(Dataset records)
==================================================
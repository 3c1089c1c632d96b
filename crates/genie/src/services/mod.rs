//! Collaborators of the coordination core.
//!
//! Each collaborator is a narrow trait so that the core can be wired either
//! to the in-process implementations found here or to fakes in tests.

pub mod forward;
pub mod mail;
pub mod memory;
pub mod persistence;
pub mod process;
pub mod transfer;

pub use forward::{KillForwarder, NoKillForwarder};
pub use mail::{LoggingMailService, MailService};
pub use memory::{Catalog, MemoryStore};
pub use persistence::{JobPersistence, ResourceCatalog, StatusUpdate};
pub use process::{
    LocalProcessExecutor, ProcessExecutor, ProcessExit, ProcessSignal, ProcessSpec, StartedProcess,
    StdioDef,
};
pub use transfer::{FileTransfer, FileTransferRouter, LocalFileTransfer};
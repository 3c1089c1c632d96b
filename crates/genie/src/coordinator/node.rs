use std::sync::Arc;

use crate::common::config::GenieConfig;
use crate::coordinator::balancer::RandomClusterLoadBalancer;
use crate::coordinator::completion::JobCompletionHandler;
use crate::coordinator::coordinate::JobCoordinator;
use crate::coordinator::events::finished_channel;
use crate::coordinator::kill::JobKillService;
use crate::coordinator::submitter::LocalJobSubmitter;
use crate::services::{
    FileTransfer, FileTransferRouter, JobPersistence, KillForwarder, LocalProcessExecutor,
    LoggingMailService, MailService, NoKillForwarder, ProcessExecutor, ResourceCatalog,
};
use crate::workflow::WorkflowPipeline;

/// Collaborators that reach outside of the process.
pub struct Collaborators {
    pub executor: Arc<dyn ProcessExecutor>,
    pub transfer: Arc<dyn FileTransfer>,
    pub mail: Arc<dyn MailService>,
    pub forwarder: Box<dyn KillForwarder>,
}

impl Collaborators {
    /// Collaborators of a single node deployment.
    pub fn local() -> Self {
        Self {
            executor: Arc::new(LocalProcessExecutor::new()),
            transfer: Arc::new(FileTransferRouter::local()),
            mail: Arc::new(LoggingMailService),
            forwarder: Box::new(NoKillForwarder),
        }
    }
}

/// Fully wired coordination service of one node.
pub struct GenieNode {
    pub config: Arc<GenieConfig>,
    pub coordinator: JobCoordinator,
    pub completion: Arc<JobCompletionHandler>,
}

impl GenieNode {
    /// Wires the components together and spawns the completion handler.
    /// Has to be called from within a Tokio runtime.
    pub fn start(
        config: GenieConfig,
        persistence: Arc<dyn JobPersistence>,
        catalog: Arc<dyn ResourceCatalog>,
        collaborators: Collaborators,
    ) -> Self {
        let config = Arc::new(config);
        let (notifier, receiver) = finished_channel();

        let completion = Arc::new(JobCompletionHandler::new(
            config.working_dir.clone(),
            persistence.clone(),
            collaborators.executor.clone(),
            collaborators.transfer.clone(),
            collaborators.mail,
        ));
        tokio::spawn(completion.clone().run(receiver));

        let pipeline = WorkflowPipeline::standard(
            &config,
            persistence.clone(),
            collaborators.executor.clone(),
            collaborators.transfer,
            notifier.clone(),
        );
        let submitter = LocalJobSubmitter::new(
            config.clone(),
            persistence.clone(),
            catalog.clone(),
            Arc::new(pipeline),
            notifier.clone(),
        );
        let kill_service = JobKillService::new(
            &config,
            persistence.clone(),
            collaborators.executor,
            collaborators.forwarder,
            notifier,
        );
        let coordinator = JobCoordinator::new(
            config.clone(),
            persistence,
            catalog,
            Box::new(RandomClusterLoadBalancer),
            Arc::new(submitter),
            kill_service,
        );
        log::debug!(
            "Genie node {} started, jobs are placed into {}",
            config.hostname,
            config.working_dir.display()
        );

        Self {
            config,
            coordinator,
            completion,
        }
    }
}
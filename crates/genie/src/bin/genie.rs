use std::path::{Path, PathBuf};
use std::sync::Arc;

use anyhow::{Context, bail};
use clap::Parser;

use genie::common::config::GenieConfig;
use genie::common::fsutils::absolute_path;
use genie::common::setup::setup_logging;
use genie::coordinator::{Collaborators, CompletionReport, GenieNode, StepOutcome};
use genie::model::{JobRequest, JobStatus};
use genie::services::{Catalog, JobPersistence, MemoryStore};

#[derive(Parser)]
struct CommonOpts {
    /// Path to the node configuration file
    #[arg(long, global = true, env = "GENIE_CONFIG", value_hint = clap::ValueHint::FilePath)]
    config: Option<PathBuf>,

    /// Enables debug logging
    #[arg(long, global = true)]
    verbose: bool,
}

#[derive(Parser)]
#[command(author, version, about = "Genie job coordination")]
struct RootOptions {
    #[clap(flatten)]
    common: CommonOpts,

    #[clap(subcommand)]
    subcmd: SubCommand,
}

#[derive(Parser)]
enum SubCommand {
    /// Run a job and wait until it finishes
    Run(RunOpts),
    /// Show which cluster and command would run a job
    Resolve(ResolveOpts),
}

#[derive(Parser)]
struct RunOpts {
    /// Job request in TOML
    request: PathBuf,

    /// Clusters, commands and applications in TOML
    #[arg(long)]
    catalog: PathBuf,

    /// Host recorded as the submitter of the job, this host by default
    #[arg(long)]
    client_host: Option<String>,
}

#[derive(Parser)]
struct ResolveOpts {
    /// Job request in TOML
    request: PathBuf,

    /// Clusters, commands and applications in TOML
    #[arg(long)]
    catalog: PathBuf,
}

fn load_config(path: Option<PathBuf>) -> anyhow::Result<GenieConfig> {
    let mut config = match path {
        Some(path) => GenieConfig::load(&path)
            .with_context(|| format!("Cannot load configuration {}", path.display()))?,
        None => GenieConfig::default(),
    };
    config.working_dir = absolute_path(config.working_dir)?;
    Ok(config)
}

fn load_request(path: &Path) -> anyhow::Result<JobRequest> {
    let content = std::fs::read_to_string(path)
        .with_context(|| format!("Cannot read job request {}", path.display()))?;
    Ok(JobRequest::parse(&content)?)
}

fn start_node(
    common: CommonOpts,
    catalog: &Path,
    request: &JobRequest,
) -> anyhow::Result<GenieNode> {
    let config = load_config(common.config)?;
    let catalog = Catalog::load(catalog)
        .with_context(|| format!("Cannot load catalog {}", catalog.display()))?;
    let store = Arc::new(MemoryStore::with_catalog(catalog));
    store.create_job_request(request.clone())?;
    Ok(GenieNode::start(config, store.clone(), store, Collaborators::local()))
}

fn print_report(report: &CompletionReport) {
    for (step, outcome) in &report.steps {
        match outcome {
            StepOutcome::Done => println!("  {step}: done"),
            StepOutcome::Skipped(reason) => println!("  {step}: skipped ({reason})"),
            StepOutcome::Failed(reason) => println!("  {step}: failed ({reason})"),
        }
    }
}

async fn command_run(common: CommonOpts, opts: RunOpts) -> anyhow::Result<()> {
    let request = load_request(&opts.request)?;
    let node = start_node(common, &opts.catalog, &request)?;
    let mut completed = node.completion.subscribe(&request.id);

    let client_host = opts
        .client_host
        .unwrap_or_else(|| node.config.hostname.clone());
    let job_id = node.coordinator.coordinate_job(&request, &client_host)?;
    println!("Job {job_id} submitted");

    let report = tokio::select! {
        report = &mut completed => report?,
        _ = tokio::signal::ctrl_c() => {
            log::info!("Interrupted, killing job {job_id}");
            let outcome = node.coordinator.kill_job(&job_id)?;
            log::debug!("Kill of job {job_id}: {outcome:?}");
            completed.await?
        }
    };

    let status = report
        .status
        .map(|status| status.to_string())
        .unwrap_or_else(|| "UNKNOWN".to_string());
    println!("Job {job_id} finished with status {status}");
    print_report(&report);
    if report.status != Some(JobStatus::Succeeded) {
        bail!("Job {job_id} did not succeed");
    }
    Ok(())
}

async fn command_resolve(common: CommonOpts, opts: ResolveOpts) -> anyhow::Result<()> {
    let request = load_request(&opts.request)?;
    let node = start_node(common, &opts.catalog, &request)?;
    let selection = node.coordinator.select_resources(&request)?;
    let criteria = &selection.chosen_criteria;
    println!(
        "Cluster: {} ({}), criterion #{} {}",
        selection.cluster.id,
        selection.cluster.name,
        criteria.cluster_criterion_index,
        criteria.cluster_criterion
    );
    println!(
        "Command: {} ({}), criterion #{} {}",
        selection.command.id,
        selection.command.name,
        criteria.command_criterion_index,
        criteria.command_criterion
    );
    Ok(())
}

#[tokio::main]
async fn main() -> anyhow::Result<()> {
    let options = RootOptions::parse();
    setup_logging(options.common.verbose);

    let result = match options.subcmd {
        SubCommand::Run(opts) => command_run(options.common, opts).await,
        SubCommand::Resolve(opts) => command_resolve(options.common, opts).await,
    };

    if let Err(error) = result {
        log::error!("{error:?}");
        std::process::exit(1);
    }
    Ok(())
}
use std::path::{Path, PathBuf};
use std::time::Duration;

use serde::{Deserialize, Deserializer};

use crate::common::error::error;
use crate::model::Criterion;

fn deserialize_human_duration<'de, D>(deserializer: D) -> Result<Duration, D::Error>
where
    D: Deserializer<'de>,
{
    let buf = String::deserialize(deserializer)?;
    humantime::parse_duration(&buf).map_err(serde::de::Error::custom)
}

fn default_working_dir() -> PathBuf {
    PathBuf::from("/tmp/genie/jobs")
}

fn default_archive_root() -> String {
    "file:///tmp/genie/archives".to_string()
}

fn default_hostname() -> String {
    gethostname::gethostname().to_string_lossy().into_owned()
}

fn default_kill_grace_period() -> Duration {
    Duration::from_secs(10)
}

fn default_script_shell() -> PathBuf {
    PathBuf::from("/bin/bash")
}

/// Node-level configuration of the coordination service.
#[derive(Debug, Clone, Deserialize)]
#[serde(deny_unknown_fields)]
pub struct GenieConfig {
    /// Directory where a subdirectory is created for each job
    #[serde(default = "default_working_dir")]
    pub working_dir: PathBuf,

    /// Base URI under which job archives are stored
    #[serde(default = "default_archive_root")]
    pub archive_root: String,

    /// Name of this node, recorded into job executions
    #[serde(default = "default_hostname")]
    pub hostname: String,

    /// How long a killed job may run before its process group is killed forcefully
    #[serde(
        default = "default_kill_grace_period",
        deserialize_with = "deserialize_human_duration"
    )]
    pub kill_grace_period: Duration,

    /// Maximum number of jobs running at once on this node
    #[serde(default)]
    pub max_running_jobs: Option<usize>,

    /// Used when a job request does not carry any cluster criteria
    #[serde(default)]
    pub default_cluster_criteria: Vec<Criterion>,

    /// Used when a job request does not carry any command criteria
    #[serde(default)]
    pub default_command_criteria: Vec<Criterion>,

    /// Interpreter of the generated launch script
    #[serde(default = "default_script_shell")]
    pub script_shell: PathBuf,
}

impl Default for GenieConfig {
    fn default() -> Self {
        Self {
            working_dir: default_working_dir(),
            archive_root: default_archive_root(),
            hostname: default_hostname(),
            kill_grace_period: default_kill_grace_period(),
            max_running_jobs: None,
            default_cluster_criteria: Vec::new(),
            default_command_criteria: Vec::new(),
            script_shell: default_script_shell(),
        }
    }
}

impl GenieConfig {
    pub fn parse(str: &str) -> crate::Result<GenieConfig> {
        let config: GenieConfig = toml::from_str(str)?;
        config.validate()?;
        Ok(config)
    }

    pub fn load(path: &Path) -> crate::Result<GenieConfig> {
        log::debug!("Loading configuration from {}", path.display());
        let content = std::fs::read_to_string(path)?;
        Self::parse(&content)
    }

    fn validate(&self) -> crate::Result<()> {
        if self.archive_root.trim().is_empty() {
            return error("`archive_root` cannot be empty".to_string());
        }
        if self.hostname.trim().is_empty() {
            return error("`hostname` cannot be empty".to_string());
        }
        if self.max_running_jobs == Some(0) {
            return error("`max_running_jobs` has to be at least 1".to_string());
        }
        Ok(())
    }
}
==================================================
## WHAT IS BEING ASKED
A single number is required: the count of lines in the records that include the string "carry".

## OUTPUT FOR THIS EXERCISE
2